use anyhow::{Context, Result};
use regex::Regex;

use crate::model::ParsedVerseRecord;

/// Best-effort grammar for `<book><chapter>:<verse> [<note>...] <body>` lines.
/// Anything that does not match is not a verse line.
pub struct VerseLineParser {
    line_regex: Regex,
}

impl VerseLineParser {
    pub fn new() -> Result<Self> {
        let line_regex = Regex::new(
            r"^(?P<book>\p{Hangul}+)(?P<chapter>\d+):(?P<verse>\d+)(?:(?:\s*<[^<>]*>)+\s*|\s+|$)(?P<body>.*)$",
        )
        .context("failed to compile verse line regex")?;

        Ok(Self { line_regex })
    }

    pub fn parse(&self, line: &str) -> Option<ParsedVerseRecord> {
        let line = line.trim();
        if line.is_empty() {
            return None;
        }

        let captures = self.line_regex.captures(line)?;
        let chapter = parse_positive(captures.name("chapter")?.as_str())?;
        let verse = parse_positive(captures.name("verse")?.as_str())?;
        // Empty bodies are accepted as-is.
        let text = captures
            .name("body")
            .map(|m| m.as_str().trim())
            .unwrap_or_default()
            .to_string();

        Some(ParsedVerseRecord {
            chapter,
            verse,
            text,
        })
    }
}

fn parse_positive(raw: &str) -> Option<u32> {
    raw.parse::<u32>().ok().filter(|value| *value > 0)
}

================

### WHAT YOU SHOULD DO
Provide the count of lines above containing "book", without any added words.

### OUTPUT OF THE TASK
2